→ DATA IN THIS EXERCISE

==========

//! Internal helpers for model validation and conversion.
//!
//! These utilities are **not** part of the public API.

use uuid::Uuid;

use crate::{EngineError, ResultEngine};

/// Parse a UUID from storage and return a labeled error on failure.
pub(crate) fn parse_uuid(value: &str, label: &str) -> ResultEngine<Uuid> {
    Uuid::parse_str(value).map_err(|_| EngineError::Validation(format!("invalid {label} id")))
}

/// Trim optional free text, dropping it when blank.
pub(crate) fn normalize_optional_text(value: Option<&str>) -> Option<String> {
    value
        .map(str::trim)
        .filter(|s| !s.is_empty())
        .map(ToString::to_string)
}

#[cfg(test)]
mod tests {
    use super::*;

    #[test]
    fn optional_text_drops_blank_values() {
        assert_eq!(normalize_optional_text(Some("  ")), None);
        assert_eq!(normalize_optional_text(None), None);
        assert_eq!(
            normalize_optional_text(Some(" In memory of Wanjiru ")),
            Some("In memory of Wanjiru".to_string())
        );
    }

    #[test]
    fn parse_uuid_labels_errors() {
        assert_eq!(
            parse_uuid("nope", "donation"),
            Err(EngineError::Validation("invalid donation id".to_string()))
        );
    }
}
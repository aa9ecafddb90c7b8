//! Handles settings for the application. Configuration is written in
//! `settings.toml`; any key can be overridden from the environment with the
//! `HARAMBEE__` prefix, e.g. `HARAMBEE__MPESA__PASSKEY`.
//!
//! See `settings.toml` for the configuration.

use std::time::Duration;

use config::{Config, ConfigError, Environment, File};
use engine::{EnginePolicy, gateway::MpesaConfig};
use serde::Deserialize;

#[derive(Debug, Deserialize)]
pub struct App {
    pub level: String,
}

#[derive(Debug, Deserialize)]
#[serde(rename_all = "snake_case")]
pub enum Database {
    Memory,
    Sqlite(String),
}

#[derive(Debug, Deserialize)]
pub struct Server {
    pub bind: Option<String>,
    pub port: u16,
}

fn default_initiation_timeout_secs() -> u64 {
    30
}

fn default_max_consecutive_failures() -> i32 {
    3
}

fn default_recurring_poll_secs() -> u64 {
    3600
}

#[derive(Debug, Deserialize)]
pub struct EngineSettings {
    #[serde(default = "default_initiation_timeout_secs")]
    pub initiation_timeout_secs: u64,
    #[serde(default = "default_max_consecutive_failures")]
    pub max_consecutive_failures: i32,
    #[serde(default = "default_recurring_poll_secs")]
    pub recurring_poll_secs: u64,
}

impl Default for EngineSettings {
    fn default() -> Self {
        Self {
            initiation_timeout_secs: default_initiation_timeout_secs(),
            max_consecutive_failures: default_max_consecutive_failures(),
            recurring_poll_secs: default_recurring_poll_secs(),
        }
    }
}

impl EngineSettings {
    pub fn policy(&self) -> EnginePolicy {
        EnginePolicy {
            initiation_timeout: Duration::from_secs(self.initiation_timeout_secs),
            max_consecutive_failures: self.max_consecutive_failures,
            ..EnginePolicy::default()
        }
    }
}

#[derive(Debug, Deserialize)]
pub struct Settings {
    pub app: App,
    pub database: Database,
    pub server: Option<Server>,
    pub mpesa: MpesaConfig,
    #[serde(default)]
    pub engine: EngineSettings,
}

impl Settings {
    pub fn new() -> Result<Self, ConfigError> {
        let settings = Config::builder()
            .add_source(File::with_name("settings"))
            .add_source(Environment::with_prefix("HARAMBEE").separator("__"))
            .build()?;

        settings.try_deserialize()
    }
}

==========

Copy every line of the listing above exactly.

→ RESULT
//! Internal helpers for model validation and conversion.
//!
//! These utilities are **not** part of the public API.

use uuid::Uuid;

use crate::{EngineError, ResultEngine};

/// Parse a UUID from storage and return a labeled error on failure.
pub(crate) fn parse_uuid(value: &str, label: &str) -> ResultEngine<Uuid> {
    Uuid::parse_str(value).map_err(|_| EngineError::Validation(format!("invalid {label} id")))
}

/// Trim optional free text, dropping it when blank.
pub(crate) fn normalize_optional_text(value: Option<&str>) -> Option<String> {
    value
        .map(str::trim)
        .filter(|s| !s.is_empty())
        .map(ToString::to_string)
}

#[cfg(test)]
mod tests {
    use super::*;

    #[test]
    fn optional_text_drops_blank_values() {
        assert_eq!(normalize_optional_text(Some("  ")), None);
        assert_eq!(normalize_optional_text(None), None);
        assert_eq!(
            normalize_optional_text(Some(" In memory of Wanjiru ")),
            Some("In memory of Wanjiru".to_string())
        );
    }

    #[test]
    fn parse_uuid_labels_errors() {
        assert_eq!(
            parse_uuid("nope", "donation"),
            Err(EngineError::Validation("invalid donation id".to_string()))
        );
    }
}
repository aa9ecafddb90c7b8
//! Handles settings for the application. Configuration is written in
//! `settings.toml`; any key can be overridden from the environment with the
//! `HARAMBEE__` prefix, e.g. `HARAMBEE__MPESA__PASSKEY`.
//!
//! See `settings.toml` for the configuration.

use std::time::Duration;

use config::{Config, ConfigError, Environment, File};
use engine::{EnginePolicy, gateway::MpesaConfig};
use serde::Deserialize;

#[derive(Debug, Deserialize)]
pub struct App {
    pub level: String,
}

#[derive(Debug, Deserialize)]
#[serde(rename_all = "snake_case")]
pub enum Database {
    Memory,
    Sqlite(String),
}

#[derive(Debug, Deserialize)]
pub struct Server {
    pub bind: Option<String>,
    pub port: u16,
}

fn default_initiation_timeout_secs() -> u64 {
    30
}

fn default_max_consecutive_failures() -> i32 {
    3
}

fn default_recurring_poll_secs() -> u64 {
    3600
}

#[derive(Debug, Deserialize)]
pub struct EngineSettings {
    #[serde(default = "default_initiation_timeout_secs")]
    pub initiation_timeout_secs: u64,
    #[serde(default = "default_max_consecutive_failures")]
    pub max_consecutive_failures: i32,
    #[serde(default = "default_recurring_poll_secs")]
    pub recurring_poll_secs: u64,
}

impl Default for EngineSettings {
    fn default() -> Self {
        Self {
            initiation_timeout_secs: default_initiation_timeout_secs(),
            max_consecutive_failures: default_max_consecutive_failures(),
            recurring_poll_secs: default_recurring_poll_secs(),
        }
    }
}

impl EngineSettings {
    pub fn policy(&self) -> EnginePolicy {
        EnginePolicy {
            initiation_timeout: Duration::from_secs(self.initiation_timeout_secs),
            max_consecutive_failures: self.max_consecutive_failures,
            ..EnginePolicy::default()
        }
    }
}

#[derive(Debug, Deserialize)]
pub struct Settings {
    pub app: App,
    pub database: Database,
    pub server: Option<Server>,
    pub mpesa: MpesaConfig,
    #[serde(default)]
    pub engine: EngineSettings,
}

impl Settings {
    pub fn new() -> Result<Self, ConfigError> {
        let settings = Config::builder()
            .add_source(File::with_name("settings"))
            .add_source(Environment::with_prefix("HARAMBEE").separator("__"))
            .build()?;

        settings.try_deserialize()
    }
}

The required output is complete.